Sarkozy fa sapere che l’operazione Libia gli è costata “appena 200 milioni”, mezza giornata nera di Wall Street. Adesso va all’incasso. Nessuno gli ruberà il petrolio che ha in mente assieme alla ricostruzione del Paese sgretolato dalla guerra. Noi e Londra siamo stati i primi a convocare un fronte internazionale, primi a bombardare, primi a riconoscere i ribelli, primi ad armarli e a organizzarli con nostri istruttori “mentre Jibril, vecchio ministro di Gheddafi, era ancora una foglia al vento”. L’inchino col quale Sarkò lo riceve all’Eliseo, è la cortesia di chi ha coltello in mano, non il baciamano dei cavalieri che imploravano affari. Obama vuole la sua parte. Gli Usa hanno speso di più, devono incassare nei mesi della campagna presidenziale. Agli altri bombardieri, le briciole. Tanto per esibire qualche voce amica, noi ci appoggiamo a Jalloud, da 30 anni fuori dal potere dopo essere stato la spalla reale di Gheddafi. Andava e veniva, sempre un po’ bevuto, con in tasca le mazzette Parmalat.

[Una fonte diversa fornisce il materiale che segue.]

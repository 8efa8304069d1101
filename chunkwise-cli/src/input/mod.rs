//! Document discovery

pub mod glob_resolver;

pub use glob_resolver::resolve_patterns;
//! The numbered operation table.

use std::fmt;

use polywire_codec::Format;

/// Whether an operation writes a blob or reads one back.
#[derive(Debug, Clone, Copy, PartialEq, Eq, Hash)]
pub enum Action {
    Save,
    Load,
}

/// Which sample payload an operation works with.
#[derive(Debug, Clone, Copy, PartialEq, Eq, Hash)]
pub enum Subject {
    /// The three sample people.
    People,
    /// The integers 1..=10.
    Numbers,
    /// The founder on their own.
    Person,
    /// One of each storage device.
    Devices,
}

impl Subject {
    fn describe(self) -> &'static str {
        match self {
            Subject::People => "person array",
            Subject::Numbers => "int collection",
            Subject::Person => "single person",
            Subject::Devices => "storage devices",
        }
    }
}

/// One entry of the menu.
#[derive(Debug, Clone, Copy, PartialEq, Eq, Hash)]
pub struct MenuOp {
    number: u32,
    action: Action,
    subject: Subject,
    format: Format,
    blob: &'static str,
}

const fn op(
    number: u32,
    action: Action,
    subject: Subject,
    format: Format,
    blob: &'static str,
) -> MenuOp {
    MenuOp {
        number,
        action,
        subject,
        format,
        blob,
    }
}

use self::Action::{Load, Save};
use self::Subject::{Devices, Numbers, People, Person};
use polywire_codec::Format::{Envelope, Json, Markup};

impl MenuOp {
    /// Every operation, in menu order.
    pub const ALL: [MenuOp; 22] = [
        op(1, Save, People, Envelope, "soap.xml"),
        op(2, Load, People, Envelope, "soap.xml"),
        op(3, Save, Numbers, Envelope, "list.soap.xml"),
        op(4, Load, Numbers, Envelope, "list.soap.xml"),
        op(5, Save, Person, Markup, "data.xml"),
        op(6, Load, Person, Markup, "data.xml"),
        op(7, Save, Numbers, Markup, "list.xml"),
        op(8, Load, Numbers, Markup, "list.xml"),
        op(9, Save, People, Markup, "Person.xml"),
        op(10, Load, People, Markup, "Person.xml"),
        op(11, Save, Person, Json, "data.json"),
        op(12, Load, Person, Json, "data.json"),
        op(13, Save, Numbers, Json, "list.json"),
        op(14, Load, Numbers, Json, "list.json"),
        op(15, Save, People, Json, "Person.json"),
        op(16, Load, People, Json, "Person.json"),
        op(17, Save, Devices, Json, "device.json"),
        op(18, Load, Devices, Json, "device.json"),
        op(19, Save, Devices, Markup, "device.xml"),
        op(20, Load, Devices, Markup, "device.xml"),
        op(21, Save, Devices, Envelope, "device.soap.xml"),
        op(22, Load, Devices, Envelope, "device.soap.xml"),
    ];

    pub fn from_number(number: u32) -> Option<MenuOp> {
        Self::ALL.iter().copied().find(|op| op.number == number)
    }

    pub fn number(&self) -> u32 {
        self.number
    }

    pub fn action(&self) -> Action {
        self.action
    }

    pub fn subject(&self) -> Subject {
        self.subject
    }

    pub fn format(&self) -> Format {
        self.format
    }

    /// Name of the blob this operation writes or reads.
    pub fn blob_name(&self) -> &'static str {
        self.blob
    }

    /// Menu text, e.g. `Save storage devices (json)`.
    pub fn label(&self) -> String {
        let verb = match self.action {
            Action::Save => "Save",
            Action::Load => "Load",
        };
        format!("{verb} {} ({})", self.subject.describe(), self.format)
    }
}

impl fmt::Display for MenuOp {
    fn fmt(&self, f: &mut fmt::Formatter<'_>) -> fmt::Result {
        write!(f, "{}. {}", self.number, self.label())
    }
}

#[cfg(test)]
mod tests {
    use super::*;
    use std::collections::HashSet;

    #[test]
    fn numbered_one_to_twenty_two() {
        let numbers: Vec<_> = MenuOp::ALL.iter().map(MenuOp::number).collect();
        assert_eq!(numbers, (1..=22).collect::<Vec<_>>());
        assert_eq!(MenuOp::from_number(0), None);
        assert_eq!(MenuOp::from_number(23), None);
    }

    #[test]
    fn saves_and_loads_pair_up() {
        for pair in MenuOp::ALL.chunks(2) {
            let (save, load) = (pair[0], pair[1]);
            assert_eq!(save.action(), Action::Save);
            assert_eq!(load.action(), Action::Load);
            assert_eq!(save.subject(), load.subject());
            assert_eq!(save.format(), load.format());
            assert_eq!(save.blob_name(), load.blob_name());
        }
    }

    #[test]
    fn each_pair_owns_its_blob() {
        let blobs: HashSet<_> = MenuOp::ALL.iter().map(MenuOp::blob_name).collect();
        assert_eq!(blobs.len(), 11);
    }

    #[test]
    fn labels() {
        let op = MenuOp::from_number(17).unwrap();
        assert_eq!(op.label(), "Save storage devices (json)");
        assert_eq!(op.to_string(), "17. Save storage devices (json)");
        assert_eq!(
            MenuOp::from_number(4).unwrap().label(),
            "Load int collection (envelope)"
        );
    }
}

Ma se in Libia comincia la guerra delle mani che si allungano, il ritorno trionfale di Francia e Gran Bretagna nella stanza dei bottoni che decidono l’Oriente mediterraneo, è il segno drammatico del fallimento di Europa e Stati Uniti. Per 90 anni hanno congelato le dottrine imposte dopo il crollo dell’Impero ottomano. La Francia stacca il Libano dalla Siria: Beirut porto chiave in fondo al Mediterraneo. L’Inghilterra stacca il Kuwait dall’Iraq: porto chiave e petrolio.
E il sentimento del ritorno che accompagna il sionismo trasforma Israele in sentinella dell’Occidente nel cuore confuso del mondo arabo. La nascita di Israele e l’equilibrio ritrovato con fatica nel controllo dell’Egitto di Mubarak danno l’illusione di un colonialismo invisibile ma obbediente, da nutrire e armare dietro l’ipocrisia della “stabilità”. Se Il Cairo si adatta alla dittatura, i padri e gli intellettuali e gli scrittori che raccontano Israele non sono d’accordo con la destra bombe e cannoni: Begin, Sharon, Netanyahu.

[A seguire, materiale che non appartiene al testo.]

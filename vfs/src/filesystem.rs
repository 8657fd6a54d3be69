use std::io;
use std::path::{Path, PathBuf};

use crate::error::VfsError;
use crate::path::normalize;
use crate::store::BlobStore;

/// Blob store backed by a directory on disk.
///
/// Blob names are normalized and joined onto the root directory. Each call
/// opens the file, does its work and closes it again before returning.
///
/// # Example
///
/// ```no_run
/// use polywire_vfs::{BlobStore, FileSystemStore};
///
/// // Writes ./out/device.json, creating ./out if needed.
/// let store = FileSystemStore::new("./out");
/// store.write("device.json", b"[]").unwrap();
/// ```
pub struct FileSystemStore {
    root: PathBuf,
    read_only: bool,
}

impl FileSystemStore {
    /// Create a writable store rooted at the given directory.
    ///
    /// The directory does not need to exist yet. It is created on first write.
    pub fn new(root: impl Into<PathBuf>) -> Self {
        Self {
            root: root.into(),
            read_only: false,
        }
    }

    /// Create a store that only reads from the given directory.
    pub fn read_only(root: impl Into<PathBuf>) -> Self {
        Self {
            root: root.into(),
            read_only: true,
        }
    }

    pub fn root(&self) -> &Path {
        &self.root
    }

    /// Resolve a blob name to a full filesystem path.
    fn resolve(&self, name: &str) -> Result<(String, PathBuf), VfsError> {
        let name = normalize(name)?;
        let full_path = self.root.join(&name);
        Ok((name, full_path))
    }
}

fn map_io(name: String, err: io::Error) -> VfsError {
    if err.kind() == io::ErrorKind::NotFound {
        VfsError::NotFound(name)
    } else {
        VfsError::Io(err)
    }
}

impl BlobStore for FileSystemStore {
    fn read(&self, name: &str) -> Result<Vec<u8>, VfsError> {
        let (name, full_path) = self.resolve(name)?;
        let data = std::fs::read(&full_path).map_err(|e| map_io(name, e))?;
        log::debug!("read {} ({} bytes)", full_path.display(), data.len());
        Ok(data)
    }

    fn exists(&self, name: &str) -> Result<bool, VfsError> {
        let (_, full_path) = self.resolve(name)?;
        Ok(full_path.is_file())
    }

    fn is_read_only(&self) -> bool {
        self.read_only
    }

    fn write(&self, name: &str, data: &[u8]) -> Result<(), VfsError> {
        if self.read_only {
            return Err(VfsError::ReadOnly);
        }
        let (_, full_path) = self.resolve(name)?;
        if let Some(parent) = full_path.parent() {
            std::fs::create_dir_all(parent)?;
        }
        std::fs::write(&full_path, data)?;
        log::debug!("wrote {} ({} bytes)", full_path.display(), data.len());
        Ok(())
    }
}
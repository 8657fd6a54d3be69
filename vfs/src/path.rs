use crate::VfsError;

/// Normalize a blob name into a relative, forward-slash path.
///
/// Backslashes become `/`, empty and `.` segments are dropped, and leading
/// or trailing separators are stripped. A `..` segment or a name with no
/// segments left is rejected with [`VfsError::InvalidPath`].
pub fn normalize(name: &str) -> Result<String, VfsError> {
    let unified = name.replace('\\', "/");
    let mut segments = Vec::new();

    for segment in unified.split('/').filter(|s| !s.is_empty() && *s != ".") {
        if segment == ".." {
            return Err(VfsError::InvalidPath(format!(
                "'{name}': path traversal (..) not allowed"
            )));
        }
        segments.push(segment);
    }

    if segments.is_empty() {
        return Err(VfsError::InvalidPath(format!("'{name}': empty name")));
    }

    Ok(segments.join("/"))
}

Profezia di Nahum Goldman che nel ’38 ha fondato e poi presieduto il Congresso ebraico mondiale e nel ’47 convince il cancelliere tedesco Adenauer a risarcire Israele dallo sterminio della Shoa. “Sbagliato disperdere energie preziose nella tecnologia delle armi e nella difesa eterna”. Elabora uno scenario nel quale recuperare l’enorme creatività da concentrare su temi culturali, sociali, spirituali per trasformare Israele in motore di modernizzazione e pacificazione. E per uscire “dall’immensa tragedia che israeliani, palestinesi e altri popoli della regione stanno vivendo” (ricordo dello storico Bruno Segre), Goldman dialoga e progetta assieme ai palestinesi.

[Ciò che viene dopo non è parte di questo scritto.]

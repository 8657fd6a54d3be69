//! Command line arguments.
//!
//! Uses clap for CLI parsing with:
//! - Help text (`--help`)
//! - Validation and clear error messages

use std::path::{Path, PathBuf};

/// Shell configuration.
///
/// # Examples
///
/// ```bash
/// # Interactive menu, blobs in the current directory
/// ./polywire
///
/// # Keep blobs under ./out
/// ./polywire --data-dir out
///
/// # Run operation 17 (JSON devices save) once and exit
/// ./polywire --op 17
///
/// # Debug logging (RUST_LOG still wins when set)
/// ./polywire --verbose
/// ```
#[derive(Debug, Clone, PartialEq, Eq)]
pub struct ShellArgs {
    data_dir: PathBuf,
    op: Option<u32>,
    verbose: bool,
}

impl Default for ShellArgs {
    fn default() -> Self {
        Self {
            data_dir: PathBuf::from("."),
            op: None,
            verbose: false,
        }
    }
}

impl ShellArgs {
    /// Parse the process arguments.
    pub fn parse() -> Self {
        use clap::Parser;
        native::ClapArgs::parse().into()
    }

    /// Set the directory blobs are read from and written to.
    pub fn with_data_dir(mut self, dir: impl Into<PathBuf>) -> Self {
        self.data_dir = dir.into();
        self
    }

    /// Run a single operation instead of the menu.
    pub fn with_op(mut self, op: u32) -> Self {
        self.op = Some(op);
        self
    }

    pub fn with_verbose(mut self, verbose: bool) -> Self {
        self.verbose = verbose;
        self
    }

    pub fn data_dir(&self) -> &Path {
        &self.data_dir
    }

    pub fn op(&self) -> Option<u32> {
        self.op
    }

    pub fn verbose(&self) -> bool {
        self.verbose
    }

    /// Default log filter when `RUST_LOG` is not set.
    pub fn log_filter(&self) -> &'static str {
        if self.verbose { "debug" } else { "info" }
    }
}

// ============================================================================
// clap definition
// ============================================================================

mod native {
    use super::*;
    use clap::Parser;

    /// polywire serialization shell arguments.
    #[derive(Parser, Debug)]
    #[command(
        name = "polywire",
        about = "Save and load sample data in envelope, markup and JSON formats",
        long_about = "Save and load sample data in three wire formats.\n\n\
            FORMATS:\n\
            \n\
            • envelope: SOAP-style XML with a header describing the body.\n\
            • markup: plain XML named after the declared types.\n\
            • json: pretty-printed JSON; storage devices carry a 'kind' field.\n\
            \n\
            Without --op the numbered menu is shown and operations run until\n\
            you answer anything but 'y' to 'Continue?'.",
        version
    )]
    pub(super) struct ClapArgs {
        /// Directory that holds the blobs.
        #[arg(long, default_value = ".")]
        pub data_dir: PathBuf,

        /// Run one menu operation (1-22) and exit.
        #[arg(long, value_parser = clap::value_parser!(u32).range(1..=22))]
        pub op: Option<u32>,

        /// Log at debug level unless RUST_LOG says otherwise.
        #[arg(long, short)]
        pub verbose: bool,
    }

    impl From<ClapArgs> for ShellArgs {
        fn from(args: ClapArgs) -> Self {
            Self {
                data_dir: args.data_dir,
                op: args.op,
                verbose: args.verbose,
            }
        }
    }
}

Anche un altro “padre” senza tenerezze si preoccupava di superare la logica del conflitto: Goldman rivive ne Il Paradosso il colloquio con Ben Gurion. “Siamo sopravvissuti all’antisemitismo, ai nazisti, ad Auschwitz: ma loro (i palestinesi) cosa c’entrano? Capiscono una sola cosa: siamo venuti e abbiamo rubato il loro Paese. Perché dovrebbero accettarlo?”. L’altro vecchio lo consola: bisogna parlare, non sparare o continuare a mangiare le loro proprietà. Perché si rivoltano e noi rispondiamo, e loro riattaccano: dove andremo a finire?
Due corpi ancora in vita simboleggiano lo strabismo dell’Occidente: l’implacabile Sharon, da cinque anni respira come un vegetale; Mubarak in barella al processo. E gli errori continuano. Come mai, appena arrivato a Damasco, Robert Ford, nuovo ambasciatore Usa, carriera nella Cia di Dimitri Negroponte, come mai si fa fotografare ad Hama mentre cominciava a brontolare la rivolta?